I study every Friday morning with 7 of God’s loveliest daughters. We are learning about how to be whole people in body, mind, and spirit. We study from Bible Study books from First Place 4 Health. This 12-weeks session we studied from a book called A New Beginning. This Friday we are having a celebration breakfast and will share a healthy breakfast and how we have grown over the past couple of months of the study. In preparation for sharing, we are to go through the weekly Bible studies we have completed this session and pick out the ideas that were meaningful to us. It is Easter Sunday as I type this and I am reviewing the materials I had completed from week 2 of the studies. As I read what I had written in response to the study questions, I saw “good” unfold for me in a new way. My favorite verse in all the Bible is Romans 8:28
28 And we know that in all things God works for the good of those who love him, who have been called according to his purpose. (NIV)
Although something has always drawn me to this verse, I could never quite grasp its meaning. How could all things be for my good? Ann Voskamp shed a lot of light on its meaning for me as she taught me to be thankful in and for all things. An attitude of gratitude changes me and the environment about me. That has to be good for everyone. However, I still had trouble believing that there was much good in suffering. What is good about pain, emotional angst, hunger, isolation and grief? The problem was my definition of “good”. I realized that when my study book said, “…when God talks about our good, He doesn’t mean our immediate comfort or happiness. He means that He is making us more and more like Jesus,…” (p.31) I receive this revelation today as my greatest gift this Easter 2013. The Life Application Study Bible tells me that this gift is not for everyone, its commentary on Romans 8:28 says, “The promise can only be claimed by those who love God and are called according to His purpose…They trust God, not in life’s treasures; they look for their security in heaven, not on earth; they learn to accept, not resent, pain and persecution because God is with them. (p.1895).

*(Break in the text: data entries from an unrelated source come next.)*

//! Configuration types for adapters and the extraction toolkit.

use serde::de::DeserializeOwned;
use serde::{Deserialize, Serialize};
use std::collections::HashMap;
use std::path::Path;
use std::time::Duration;

use crate::core::{Category, EngineTraits, ResultDefaults};
use crate::errors::{MetasearchError, Result};
use crate::extract::{
    normalize_duration_with, HarvestOptions, RawDuration, UrlUnwrapper, DEFAULT_MAX_DEPTH,
    DEFAULT_MAX_HARVESTED, DEFAULT_MILLISECOND_THRESHOLD,
};
use crate::pipeline::{BlockDetector, DEFAULT_BLOCK_MARKERS};

/// Static description of one adapter.
#[derive(Debug, Clone, PartialEq, Serialize, Deserialize)]
pub struct EngineConfig {
    /// Engine name, also stamped on every result.
    pub name: String,
    /// Short bang-style identifier.
    #[serde(default)]
    pub shortcut: String,
    /// Categories served; the first is the primary one.
    #[serde(default = "default_categories")]
    pub categories: Vec<Category>,
    /// Whether `page > 1` is supported.
    #[serde(default)]
    pub paging: bool,
    /// Highest page the provider serves.
    #[serde(default)]
    pub max_page: Option<u32>,
    /// Per-request timeout in seconds.
    #[serde(default = "default_timeout")]
    pub timeout_seconds: f64,
    /// Ranking weight, also the default result score.
    #[serde(default = "default_weight")]
    pub weight: f64,
    /// Whether the engine is disabled.
    #[serde(default)]
    pub disabled: bool,
    /// Locale to provider language and region tables.
    #[serde(default)]
    pub traits: EngineTraits,
    /// API keys and provider-specific knobs.
    #[serde(default)]
    pub extra: HashMap<String, serde_json::Value>,
}

fn default_categories() -> Vec<Category> {
    vec![Category::General]
}

fn default_timeout() -> f64 {
    5.0
}

fn default_weight() -> f64 {
    1.0
}

impl EngineConfig {
    /// Creates a configuration with defaults.
    #[must_use]
    pub fn new(name: impl Into<String>, shortcut: impl Into<String>) -> Self {
        Self {
            name: name.into(),
            shortcut: shortcut.into(),
            categories: default_categories(),
            paging: false,
            max_page: None,
            timeout_seconds: default_timeout(),
            weight: default_weight(),
            disabled: false,
            traits: EngineTraits::new(),
            extra: HashMap::new(),
        }
    }

    /// Sets the categories.
    #[must_use]
    pub fn with_categories(mut self, categories: impl IntoIterator<Item = Category>) -> Self {
        self.categories = categories.into_iter().collect();
        self
    }

    /// Enables paging with an optional page limit.
    #[must_use]
    pub fn with_paging(mut self, max_page: Option<u32>) -> Self {
        self.paging = true;
        self.max_page = max_page;
        self
    }

    /// Sets the timeout.
    #[must_use]
    pub fn with_timeout(mut self, seconds: f64) -> Self {
        self.timeout_seconds = seconds;
        self
    }

    /// Sets the weight.
    #[must_use]
    pub fn with_weight(mut self, weight: f64) -> Self {
        self.weight = weight;
        self
    }

    /// Sets the disabled flag.
    #[must_use]
    pub fn with_disabled(mut self, disabled: bool) -> Self {
        self.disabled = disabled;
        self
    }

    /// Sets the locale tables.
    #[must_use]
    pub fn with_traits(mut self, traits: EngineTraits) -> Self {
        self.traits = traits;
        self
    }

    /// Adds an extra setting.
    #[must_use]
    pub fn with_extra(mut self, key: impl Into<String>, value: serde_json::Value) -> Self {
        self.extra.insert(key.into(), value);
        self
    }

    /// Gets timeout as Duration.
    #[must_use]
    pub fn timeout(&self) -> Duration {
        Duration::try_from_secs_f64(self.timeout_seconds).unwrap_or(Duration::from_secs(5))
    }

    /// The primary category.
    #[must_use]
    pub fn primary_category(&self) -> Category {
        self.categories.first().copied().unwrap_or_default()
    }

    /// Reads a string extra setting.
    #[must_use]
    pub fn extra_str(&self, key: &str) -> Option<&str> {
        self.extra.get(key).and_then(serde_json::Value::as_str)
    }

    /// Values stamped on results produced by this engine.
    #[must_use]
    pub fn result_defaults(&self) -> ResultDefaults {
        ResultDefaults::new(&self.name, self.weight, self.primary_category())
    }

    /// Validates the configuration.
    ///
    /// # Errors
    ///
    /// Returns `MetasearchError::Config` for an empty name, a non-positive
    /// timeout, a negative weight or an empty category list.
    pub fn validate(&self) -> Result<()> {
        if self.name.trim().is_empty() {
            return Err(MetasearchError::Config("engine name is empty".to_string()));
        }
        if !(self.timeout_seconds.is_finite() && self.timeout_seconds > 0.0) {
            return Err(MetasearchError::Config(format!(
                "engine '{}': timeout must be positive, got {}",
                self.name, self.timeout_seconds
            )));
        }
        if !(self.weight.is_finite() && self.weight >= 0.0) {
            return Err(MetasearchError::Config(format!(
                "engine '{}': weight must be non-negative, got {}",
                self.name, self.weight
            )));
        }
        if self.categories.is_empty() {
            return Err(MetasearchError::Config(format!(
                "engine '{}': at least one category is required",
                self.name
            )));
        }
        Ok(())
    }

    /// Parses and validates a JSON configuration.
    ///
    /// # Errors
    ///
    /// Returns an error if the JSON is malformed or fails validation.
    pub fn from_json_str(json: &str) -> Result<Self> {
        let config: Self = serde_json::from_str(json)?;
        config.validate()?;
        Ok(config)
    }

    /// Loads and validates a JSON configuration file.
    ///
    /// # Errors
    ///
    /// Returns an error if the file cannot be read or parsed.
    pub fn from_file(path: impl AsRef<Path>) -> Result<Self> {
        let config: Self = read_json(path.as_ref())?;
        config.validate()?;
        Ok(config)
    }
}

/// Tunables for the shared toolkit plus per-engine settings.
#[derive(Debug, Clone, PartialEq, Serialize, Deserialize)]
pub struct ToolkitConfig {
    /// Bot-detection markers, matched case-insensitively.
    #[serde(default = "default_block_markers")]
    pub block_markers: Vec<String>,
    /// Nested redirect bound for URL unwrapping.
    #[serde(default = "default_max_unwrap_depth")]
    pub max_unwrap_depth: usize,
    /// Bare durations above this are milliseconds.
    #[serde(default = "default_millisecond_threshold")]
    pub millisecond_threshold: u64,
    /// Cap on links returned by link harvesting.
    #[serde(default = "default_max_harvested_links")]
    pub max_harvested_links: usize,
    /// Engine configurations.
    #[serde(default)]
    pub engines: Vec<EngineConfig>,
}

fn default_block_markers() -> Vec<String> {
    DEFAULT_BLOCK_MARKERS.iter().map(|m| (*m).to_string()).collect()
}

fn default_max_unwrap_depth() -> usize {
    DEFAULT_MAX_DEPTH
}

fn default_millisecond_threshold() -> u64 {
    DEFAULT_MILLISECOND_THRESHOLD
}

fn default_max_harvested_links() -> usize {
    DEFAULT_MAX_HARVESTED
}

impl Default for ToolkitConfig {
    fn default() -> Self {
        Self {
            block_markers: default_block_markers(),
            max_unwrap_depth: default_max_unwrap_depth(),
            millisecond_threshold: default_millisecond_threshold(),
            max_harvested_links: default_max_harvested_links(),
            engines: Vec::new(),
        }
    }
}

impl ToolkitConfig {
    /// Creates a configuration with defaults.
    #[must_use]
    pub fn new() -> Self {
        Self::default()
    }

    /// Adds an engine configuration.
    #[must_use]
    pub fn with_engine(mut self, engine: EngineConfig) -> Self {
        self.engines.push(engine);
        self
    }

    /// Looks up an engine by name or shortcut.
    #[must_use]
    pub fn engine(&self, name: &str) -> Option<&EngineConfig> {
        self.engines
            .iter()
            .find(|e| e.name == name || (!e.shortcut.is_empty() && e.shortcut == name))
    }

    /// A block detector with the configured markers.
    #[must_use]
    pub fn block_detector(&self) -> BlockDetector {
        BlockDetector::with_markers(self.block_markers.iter().cloned())
    }

    /// A URL unwrapper with the built-in rules and the configured depth.
    #[must_use]
    pub fn unwrapper(&self) -> UrlUnwrapper {
        UrlUnwrapper::new().with_max_depth(self.max_unwrap_depth)
    }

    /// Link harvesting options with the configured cap and unwrapper.
    #[must_use]
    pub fn harvest_options(&self) -> HarvestOptions {
        HarvestOptions::new()
            .with_max_results(self.max_harvested_links)
            .with_unwrapper(self.unwrapper())
    }

    /// Normalizes a duration with the configured millisecond threshold.
    #[must_use]
    pub fn normalize_duration<'a>(&self, raw: impl Into<RawDuration<'a>>) -> String {
        normalize_duration_with(raw, self.millisecond_threshold)
    }

    /// Validates the toolkit settings and every engine.
    ///
    /// # Errors
    ///
    /// Returns `MetasearchError::Config` on the first invalid setting.
    pub fn validate(&self) -> Result<()> {
        if self.max_unwrap_depth == 0 {
            return Err(MetasearchError::Config(
                "max_unwrap_depth must be at least 1".to_string(),
            ));
        }
        if self.millisecond_threshold == 0 {
            return Err(MetasearchError::Config(
                "millisecond_threshold must be positive".to_string(),
            ));
        }
        for engine in &self.engines {
            engine.validate()?;
        }
        Ok(())
    }

    /// Parses and validates a JSON configuration.
    ///
    /// # Errors
    ///
    /// Returns an error if the JSON is malformed or fails validation.
    pub fn from_json_str(json: &str) -> Result<Self> {
        let config: Self = serde_json::from_str(json)?;
        config.validate()?;
        Ok(config)
    }

    /// Loads and validates a JSON configuration file.
    ///
    /// # Errors
    ///
    /// Returns an error if the file cannot be read or parsed.
    pub fn from_file(path: impl AsRef<Path>) -> Result<Self> {
        let config: Self = read_json(path.as_ref())?;
        config.validate()?;
        Ok(config)
    }
}

fn read_json<T: DeserializeOwned>(path: &Path) -> Result<T> {
    let contents = std::fs::read_to_string(path)?;
    let value = serde_json::from_str(&contents)?;
    tracing::debug!(path = %path.display(), "Loaded configuration");
    Ok(value)
}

I was with my first son yesterday and watched him struggle getting used to new medication for his panic attacks. He is really suffering. He has been suffering for over a year, but he is also clinging to Jesus and serving others who are suffering in the same way. He says he would never even have seen those people had he not suffered himself. His new “eyes” were established in suffering. Oh, how difficult for a mother to watch, but such a comfort to know that the suffering is not in vain. My son is so brave. I pray this cup passes from him soon. He is looking to Jesus.